Поражение при Пуатье привело королевство вестготов в смятение. Власть перешла в первую очередь к сыну Алариха ас-Салиху, который родился от союза, имевшего место до женитьбы короля на дочери Теодориха. Выдворив оккупантов и обеспечив безопасность границ, король остготов наконец был готов действовать. В 511 г. его военачальники вытеснили ас-Салиха из королевства (именно поддержка беглеца Трасамундом вызвала обмен письмами, который привел того к самоуничижительному «вилянию хвостом», как мы уже видели). Иногда говорят, что Теодорих организовал этот государственный переворот в пользу сына своей дочери от Алариха II, которого звали Амаларих. Однако тому нет ни малейших доказательств. Скорее Теодорих стал править обоими готскими королевствами – своим собственным в Италии и вестготским в Южной Галлии и Испании – как единым государством. Королевскую казну вестготов отправили в Равенну, и Теодорих взял в свои руки реестры, регистрирующие военные кадры (людские ресурсы) вестготов. Относящееся к этому письмо, включенное Кассиодором в его сборник (есть только одно, потому что автор оставил службу именно в 511 г.), тоже показывает, что проблемами управления вестготским королевством занимались централизованно из Равенны[73]73
Завоевание Испании и централизация казны: Прокопий. «Войны» 5.12.33 и далее; ср.: Variae 5.35 и 39 – два моментальных снимка совместного управления, включая Испанию, вероятно, с 511 г. перед тем, как Кассиодор ушел с поста квестора.
[Закрыть].
Поэтому почти нет сомнений в том, что 511 г. был annus mirabilis[74]74
Год, отмеченный важными событиями (лат.).
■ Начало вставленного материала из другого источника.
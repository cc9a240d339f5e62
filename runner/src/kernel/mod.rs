pub mod control_plane;
pub mod jobs;
pub mod traits;

pub use control_plane::ControlPlaneClient;
pub use traits::{DescriptionCustomizer, FormFieldMapper, SubmissionDriver, SubmissionOutcome, SuccessProbabilityOracle};
//! Retry classification and per-directory circuit breaking.
//!
//! The shapes here (closed/open/half-open, a registry keyed by operation
//! name) follow the retry/breaker pairing used throughout delivery-style
//! processors; the classification rule itself is substring-based to match
//! the error strings the submission driver and control-plane client
//! actually produce.

use std::collections::HashMap;
use std::sync::Mutex;
use std::time::{Duration, Instant};

use crate::common::Backoff;

/// Buckets an error string into a retry decision. Matching is substring
/// based and case-insensitive, the same coarse classification style used
/// to route storage/network errors through a retry chain.
#[derive(Debug, Clone, Copy, PartialEq, Eq)]
pub enum ErrorClass {
    Transient,
    Permanent,
}

#[derive(Debug, Clone)]
pub struct RetryPolicy {
    pub max_attempts: u32,
    pub backoff: Backoff,
}

impl Default for RetryPolicy {
    fn default() -> Self {
        Self {
            max_attempts: 3,
            backoff: Backoff::attempt_retry(),
        }
    }
}

impl RetryPolicy {
    pub fn classify(reason: &str) -> ErrorClass {
        let lower = reason.to_lowercase();
        const PERMANENT_MARKERS: &[&str] = &[
            "requires_login",
            "captcha",
            "validation",
            "not_found",
            "forbidden",
            "unsupported",
        ];
        if PERMANENT_MARKERS.iter().any(|marker| lower.contains(marker)) {
            ErrorClass::Permanent
        } else {
            ErrorClass::Transient
        }
    }

    pub fn should_retry(&self, attempt: u32, reason: &str) -> bool {
        attempt < self.max_attempts && Self::classify(reason) == ErrorClass::Transient
    }

    pub fn delay_for(&self, attempt: u32) -> Duration {
        self.backoff.delay_for(attempt)
    }
}

#[derive(Debug, Clone, Copy, PartialEq, Eq)]
pub enum BreakerState {
    Closed,
    Open,
    HalfOpen,
}

#[derive(Debug, Clone, Copy)]
pub struct CircuitBreakerConfig {
    pub failure_threshold: u32,
    pub open_duration: Duration,
    pub half_open_trial_count: u32,
}

impl Default for CircuitBreakerConfig {
    fn default() -> Self {
        Self {
            failure_threshold: 5,
            open_duration: Duration::from_secs(60),
            half_open_trial_count: 1,
        }
    }
}

struct BreakerSlot {
    state: BreakerState,
    consecutive_failures: u32,
    opened_at: Option<Instant>,
    half_open_trials: u32,
}

impl BreakerSlot {
    fn new() -> Self {
        Self {
            state: BreakerState::Closed,
            consecutive_failures: 0,
            opened_at: None,
            half_open_trials: 0,
        }
    }
}

/// Circuit breaker registry keyed by operation name, not by directory: one
/// breaker for submission, one per advisor, one per control-plane call —
/// each process-wide and independent of the others. Slots are created
/// lazily on first use of a given key.
pub struct CircuitBreakerRegistry {
    config: CircuitBreakerConfig,
    slots: Mutex<HashMap<String, BreakerSlot>>,
}

impl CircuitBreakerRegistry {
    pub fn new(config: CircuitBreakerConfig) -> Self {
        Self {
            config,
            slots: Mutex::new(HashMap::new()),
        }
    }

    /// Whether a call against `key` is currently allowed. Transitions an
    /// expired `Open` breaker into `HalfOpen` as a side effect.
    pub fn allow(&self, key: &str) -> bool {
        let mut slots = self.slots.lock().expect("circuit breaker mutex poisoned");
        let slot = slots.entry(key.to_string()).or_insert_with(BreakerSlot::new);

        match slot.state {
            BreakerState::Closed => true,
            BreakerState::HalfOpen => slot.half_open_trials < self.config.half_open_trial_count,
            BreakerState::Open => {
                let elapsed = slot.opened_at.map(|t| t.elapsed()).unwrap_or_default();
                if elapsed >= self.config.open_duration {
                    slot.state = BreakerState::HalfOpen;
                    slot.half_open_trials = 0;
                    true
                } else {
                    false
                }
            }
        }
    }

    pub fn record_success(&self, key: &str) {
        let mut slots = self.slots.lock().expect("circuit breaker mutex poisoned");
        let slot = slots.entry(key.to_string()).or_insert_with(BreakerSlot::new);
        slot.consecutive_failures = 0;
        slot.state = BreakerState::Closed;
        slot.opened_at = None;
        slot.half_open_trials = 0;
    }

    pub fn record_failure(&self, key: &str) {
        let mut slots = self.slots.lock().expect("circuit breaker mutex poisoned");
        let slot = slots.entry(key.to_string()).or_insert_with(BreakerSlot::new);

        match slot.state {
            BreakerState::HalfOpen => {
                slot.half_open_trials += 1;
                slot.state = BreakerState::Open;
                slot.opened_at = Some(Instant::now());
            }
            BreakerState::Closed => {
                slot.consecutive_failures += 1;
                if slot.consecutive_failures >= self.config.failure_threshold {
                    slot.state = BreakerState::Open;
                    slot.opened_at = Some(Instant::now());
                }
            }
            BreakerState::Open => {}
        }
    }

    pub fn state_of(&self, key: &str) -> BreakerState {
        let mut slots = self.slots.lock().expect("circuit breaker mutex poisoned");
        slots.entry(key.to_string()).or_insert_with(BreakerSlot::new).state
    }
}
[Закрыть] и поэтому выбран Кассиодором как двухтысячная годовщина готского королевства. Благодаря своей военной силе Теодорих теперь стал непосредственным правителем Италии, Средиземноморской Галлии, большей части Испании, побережья Далмации и изрядной части Среднедунайского региона (южнее реки). Он также властвовал (хотя Трасамунд был явно возмущен этим) над королевством вандалов, а возможно, и над бургундами тоже к тому времени, когда закончилась его интервенция. Короче, к концу 511 г. сын предводителя остготов средней руки управлял – так или иначе – делами на территории, по площади составлявшей от одной трети до половины старой Восточной Римской империи, и его власть на этом послеримском пространстве являлась бесспорной. Какой же год мог быть лучше для того, чтобы стать крупной – даже если и совершенно воображаемой – годовщиной рождения власти готов?
Semper Augustus
Несмотря на свой поразительный успех, Теодориху все еще не хватало четверти шага, чтобы недвусмысленно претендовать на титул императора Западной Римской империи, хотя ее карты уже лежали на столе остготского короля. Протяженность его владений, введенный им императорский церемониал, его высокопарные претензии на то, что он источник разумности и классических знаний в Западном Средиземноморье, – все это свидетельствовало о том, что готы видят в нем римского императора. Почему он колебался и не делал эту четверть шага – интересный вопрос, но я подозреваю, что Теодорих демонстрировал свою способность признавать, когда дальновидность (благоразумие, рассудительность, осмотрительность, расчетливость) лучше, чем храбрость. Во-первых, если бы он сделал свои притязания еще более недвусмысленными, то это могло бы только ухудшить отношения с Константинополем. Уже в 507–508 гг. Анастасий показал, что не прочь половить рыбку в мутной воде, если это поможет приструнить Теодориха; и это было до решительных действий в Испании. Начни Теодорих величать себя императором, и эта враждебность только углубилась бы и стала бы представлять угрозу для некоторых дипломатических уступок, ради получения которых он приложил столько усилий, в частности права предлагать своих кандидатов на должность консула (титул, столь любимый среди итальянской элиты), которые были бы признаны в Восточной империи.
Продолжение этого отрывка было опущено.